There seem to be two groups of investors actively following BofI Holding, Inc. (NASDAQ: BOFI) right now: those who think the stock is crazy cheap, considering the company's historical earnings growth and recent growth rate, and those who think the whole thing is a house of cards.
At nearly 40% of shares sold short, that's huge negative sentiment. The best way to sum it up right now when it comes to BofI Holding? Probably, "Whom do you trust?" Let's take a closer look at what to expect when BofI Holding reports its fourth quarter earnings on Aug. 2.
How BofI has performed recently
BofI Holding has done incredibly well since the Great Recession, consistently growing its loan and deposit books and leveraging its low-cost model (its Bank of Internet USA operates no physical branches) to deliver strong earnings growth.

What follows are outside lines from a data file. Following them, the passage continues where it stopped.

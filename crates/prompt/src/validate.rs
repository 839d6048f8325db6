//! Boundary validation for prompts and version requests.
//!
//! The store trusts its inputs to be complete; these checks run first at
//! the edge (the CLI).

use crate::error::{StoreError, StoreResult};
use crate::types::{Prompt, Reference, VersionTag};
use crate::version::{Version, LATEST};

/// Validate a prompt before it is handed to the store.
pub fn validate_prompt(prompt: &Prompt) -> StoreResult<()> {
    let required = [
        ("namespace", &prompt.namespace),
        ("team", &prompt.team),
        ("name", &prompt.name),
        ("text", &prompt.text),
        ("version", &prompt.version),
    ];

    for (field, value) in required {
        if value.trim().is_empty() {
            return Err(StoreError::Validation(format!(
                "Prompt {} cannot be empty",
                field
            )));
        }
    }

    for (field, value) in [("namespace", &prompt.namespace), ("name", &prompt.name)] {
        if value.contains(Reference::SEPARATOR) {
            return Err(StoreError::Validation(format!(
                "Prompt {} cannot contain '{}'",
                field,
                Reference::SEPARATOR
            )));
        }
    }

    if prompt.meta.authors.iter().all(|a| a.trim().is_empty()) {
        return Err(StoreError::Validation(
            "Prompt meta.authors must name at least one author".to_string(),
        ));
    }

    if prompt.version == LATEST {
        return Err(StoreError::Validation(format!(
            "{} is reserved and cannot be used as a prompt version",
            LATEST
        )));
    }

    Version::parse(&prompt.version)?;

    Ok(())
}

/// Validate a version request: `LATEST`, empty, or a dotted triple with
/// 1–4 digit segments.
pub fn validate_version_request(request: &str) -> StoreResult<VersionTag> {
    VersionTag::parse_request(request)
}
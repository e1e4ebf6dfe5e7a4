//! Row Normalizer: match arbitrary input column labels to the canonical
//! life-table fields and extract them into [`CanonicalColumns`].
//!
//! Matching is case-insensitive and whitespace-trimmed, and the first label
//! in the synonym list that appears among the input columns wins, so at
//! most one source column feeds each canonical field. `age` and `qx` are
//! mandatory; `lx` and `dx` start out absent when unmatched. The input
//! DataFrame is read, never mutated.

use crate::error::LifeTableError;
use crate::LifeTableResult;
use polars::prelude::*;

// ================================================
// ACCEPTED COLUMN LABELS
// ================================================

/// Accepted labels for the age column ("yas"/"yaş" kept for compatibility
/// with Turkish-language source workbooks).
pub const AGE_LABELS: &[&str] = &["yas", "age", "yaş", "x"];

/// Accepted labels for the survivors column.
pub const LX_LABELS: &[&str] = &["lx", "l(x)", "survivors"];

/// Accepted labels for the mortality-rate column.
pub const QX_LABELS: &[&str] = &["qx", "q(x)", "mortality_rate"];

/// Accepted labels for the deaths column.
pub const DX_LABELS: &[&str] = &["dx", "d(x)", "deaths"];

// ================================================
// CANONICAL COLUMNS
// ================================================

/// The three base quantities plus the age axis, one entry per row.
///
/// Absent cells are `None` - never a NaN marker - so "still absent after
/// completion" is an exact check rather than a floating-point propagation.
#[derive(Debug, Clone, PartialEq)]
pub struct CanonicalColumns {
    pub age: Vec<u32>,
    pub lx: Vec<Option<f64>>,
    pub qx: Vec<Option<f64>>,
    pub dx: Vec<Option<f64>>,
}

impl CanonicalColumns {
    pub fn len(&self) -> usize {
        self.age.len()
    }

    pub fn is_empty(&self) -> bool {
        self.age.is_empty()
    }

    /// Reorder all four columns so that `age` is ascending.
    pub fn sort_by_age(&mut self) {
        let mut order: Vec<usize> = (0..self.len()).collect();
        order.sort_by_key(|&i| self.age[i]);

        self.age = order.iter().map(|&i| self.age[i]).collect();
        self.lx = order.iter().map(|&i| self.lx[i]).collect();
        self.qx = order.iter().map(|&i| self.qx[i]).collect();
        self.dx = order.iter().map(|&i| self.dx[i]).collect();
    }

    /// Reject tables holding the same age twice. Must be called after
    /// [`CanonicalColumns::sort_by_age`]; relies on adjacency.
    pub fn reject_duplicate_ages(&self) -> LifeTableResult<()> {
        for pair in self.age.windows(2) {
            if pair[0] == pair[1] {
                return Err(LifeTableError::InvalidRowData {
                    reason: format!("duplicate age {} in input table", pair[0]),
                });
            }
        }
        Ok(())
    }
}

// ================================================
// PUBLIC FUNCTIONS
// ================================================

/// Find the first accepted label (in synonym-list order) that matches one
/// of the available column labels, comparing trimmed and lowercased.
pub fn match_column<'a>(labels: &'a [String], synonyms: &[&str]) -> Option<&'a str> {
    synonyms.iter().find_map(|synonym| {
        labels
            .iter()
            .find(|label| label.trim().to_lowercase() == *synonym)
            .map(|label| label.as_str())
    })
}

/// Map the input DataFrame's columns onto [`CanonicalColumns`].
///
/// # Errors
/// - [`LifeTableError::MissingRequiredColumn`] when no column matches the
///   `age` or `qx` synonyms.
/// - [`LifeTableError::InvalidRowData`] when an age is fractional or
///   negative, a supplied `lx`/`dx` is negative, or a supplied `qx` lies
///   outside `[0, 1]`.
pub fn normalize(df: &DataFrame) -> LifeTableResult<CanonicalColumns> {
    let labels: Vec<String> = df
        .get_column_names()
        .iter()
        .map(|name| name.to_string())
        .collect();

    // age and qx are mandatory; lx and dx start out absent when unmatched
    let age_label = match_column(&labels, AGE_LABELS).ok_or(
        LifeTableError::MissingRequiredColumn {
            field: "age",
            accepted: AGE_LABELS,
        },
    )?;
    let qx_label = match_column(&labels, QX_LABELS).ok_or(
        LifeTableError::MissingRequiredColumn {
            field: "qx",
            accepted: QX_LABELS,
        },
    )?;
    let lx_label = match_column(&labels, LX_LABELS);
    let dx_label = match_column(&labels, DX_LABELS);

    let n = df.height();

    let age = extract_age_column(df, age_label)?;
    let qx = extract_value_column(df, qx_label, 0.0, 1.0)?;
    let lx = match lx_label {
        Some(label) => extract_value_column(df, label, 0.0, f64::INFINITY)?,
        None => vec![None; n],
    };
    let dx = match dx_label {
        Some(label) => extract_value_column(df, label, 0.0, f64::INFINITY)?,
        None => vec![None; n],
    };

    Ok(CanonicalColumns { age, lx, qx, dx })
}

// ================================================
// PRIVATE FUNCTIONS
// ================================================

/// Extract the age axis. Ages must be whole and non-negative; a missing
/// age cell makes the row unaddressable and is rejected outright.
fn extract_age_column(df: &DataFrame, label: &str) -> LifeTableResult<Vec<u32>> {
    let column = df.column(label)?.cast(&DataType::Float64)?;
    let values = column.f64()?;

    let mut ages = Vec::with_capacity(values.len());
    for (row, opt) in values.into_iter().enumerate() {
        let value = opt.filter(|v| v.is_finite()).ok_or_else(|| {
            LifeTableError::InvalidRowData {
                reason: format!("row {}: missing age value in column '{label}'", row + 1),
            }
        })?;

        if value < 0.0 || value.fract() != 0.0 {
            return Err(LifeTableError::InvalidRowData {
                reason: format!(
                    "row {}: age {value} in column '{label}' must be a non-negative whole number",
                    row + 1
                ),
            });
        }

        ages.push(value as u32);
    }

    Ok(ages)
}

/// Extract a numeric column as optional cells. NaN reads as absent, the
/// missing-value convention of the source workbooks; supplied values must
/// lie in `[min, max]`.
fn extract_value_column(
    df: &DataFrame,
    label: &str,
    min: f64,
    max: f64,
) -> LifeTableResult<Vec<Option<f64>>> {
    let column = df.column(label)?.cast(&DataType::Float64)?;
    let values = column.f64()?;

    let mut cells = Vec::with_capacity(values.len());
    for (row, opt) in values.into_iter().enumerate() {
        let cell = opt.filter(|v| !v.is_nan());
        if let Some(value) = cell {
            if value < min || value > max {
                return Err(LifeTableError::InvalidRowData {
                    reason: format!(
                        "row {}: value {value} in column '{label}' is outside [{min}, {max}]",
                        row + 1
                    ),
                });
            }
        }
        cells.push(cell);
    }

    Ok(cells)
}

Sure, a steadily strengthening economy and improving housing market have played big roles in BofI's strong growth. But the bank, which calls itself the oldest internet-only bank in the U.S., has done a remarkable job keeping its costs low, has steadily grown its deposit base to help fund its loan growth, and has also taken steps to diversify its commercial banking beyond just commercial and personal deposits and residential mortgages. Two recent moves BofI has made show that.

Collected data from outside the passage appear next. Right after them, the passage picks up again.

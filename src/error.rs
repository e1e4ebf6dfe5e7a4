use polars::prelude::PolarsError;
use thiserror::Error;

/// Errors surfaced by table loading, validation and generation.
///
/// Only two kinds are fatal to table generation itself:
/// [`LifeTableError::MissingRequiredColumn`] when neither the `age` nor the
/// `qx` synonyms can be matched against the input headers, and
/// [`LifeTableError::InvalidRowData`] when a supplied cell is out of domain
/// (negative count, rate outside `[0, 1]`, fractional or duplicate age).
/// Cells that are merely *missing* never error: they are filled by the
/// recurrences where derivable and zero-filled otherwise.
#[derive(Debug, Error)]
pub enum LifeTableError {
    /// No input column matched any accepted label for a mandatory field.
    #[error("missing required column '{field}' (accepted labels: {accepted:?})")]
    MissingRequiredColumn {
        field: &'static str,
        accepted: &'static [&'static str],
    },

    /// A supplied cell value is outside the field's domain.
    #[error("invalid row data: {reason}")]
    InvalidRowData { reason: String },

    /// Configuration rejected by validation (e.g. zero radix).
    #[error("invalid configuration: {0}")]
    Config(String),

    /// Input data could not be loaded or parsed.
    #[error("failed to load input data: {0}")]
    Load(String),

    /// A per-age lookup on a generated table found no row.
    #[error("no row found for age {0}")]
    AgeNotFound(u32),

    #[error(transparent)]
    Polars(#[from] PolarsError),
}

impl From<String> for LifeTableError {
    fn from(msg: String) -> Self {
        LifeTableError::Load(msg)
    }
}

impl From<&str> for LifeTableError {
    fn from(msg: &str) -> Self {
        LifeTableError::Load(msg.to_string())
    }
}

First is the deal with H & R Block Inc to take over that company's banking assets. While this will be a seasonal business largely paying off around tax season, it proved to be a real win for BofI last quarter. BofI reported 70% growth in net income, with non-interest fee-based income jumping 179% largely because of the H & R Block partnership.
Second, BofI recently agreed to acquire the business lending operations from PacWest Bancorp's Pacific Western Bank, acquiring $140 million in equipment leases that pay an average of 7% interest. While this isn't nearly as significant a deal as the H & R Block partnership, it does offer something that relationship doesn't: further diversification away from consumer spending and steady monthly cash flows. Management expects this new business segment to generate $80 million to $100 million in new leases annually.
Even with these moves, the bank's lending arm is still the big cash flow and income engine. Last quarter, net interest income grew 37% to $69.6 million, compared to $23.2 million in non-interest income. Bottom line: Lending, and largely mortgage-based lending, remains BofI's bread and butter.
Shorts continue to weigh on the stock, but business continues to perform
With nearly 40% of shares sold, BofI's recent excellent financial performance has struggled to move the needle for investors. But since the first allegations were made against the company last year, BofI has steadily and consistently continued delivering strong growth at low capital costs. Maybe most importantly, management has done its best to stay focused on the business itself. CEO Greg Garrabrants had this to say on last quarter's earnings call:
Despite the capital markets [i.e. stock price] impact, there's been no impact on the performance of the business, as today's outstanding results and our growth plans demonstrate. The bank is in a strong regulatory standing, with no enforcement actions, has not been fined a single dollar by any regulatory agency and has not been required to modify its products or business practices.
Case in point: BofI has completed two acquisitions over this time, both of which involved some level of regulatory scrutiny and approval, including an extensive review by the Office of the Comptroller of the Currency for the H & R Block deal, and regulators have found no smoking guns.
Actually, there's been even more scrutiny than just that. The OCC also reviewed claims made by an ex-employee attempting to attain whistleblower status, and found no wrongdoing at the bank.
More recently, BofI's Board of Directors engaged the law firm Dentons US LLP to conduct an independent investigation into the various claims being made against the company, and Dentons found no merit to the allegations against the company. Considering that Dentons is the largest law firm in the world, it's hard to see a conspiracy here to hide any wrongdoings at the bank.
What to expect?
To start, it's not likely that earnings will shoot up 70% in the fourth quarter. In large part, this is because management said that it expects to capture only about 18% of the net income generated from its H & R Block partnership in the fourth quarter, versus the third quarter, which sees the biggest boost around tax season.
But at the same time, the economy has remained steady -- if not growing quickly -- while housing has continued to perform quite well all year. Add it all up, and BofI is likely to report another strong quarter of growth. The unanswerable question is how long it takes before the short seller malaise is over.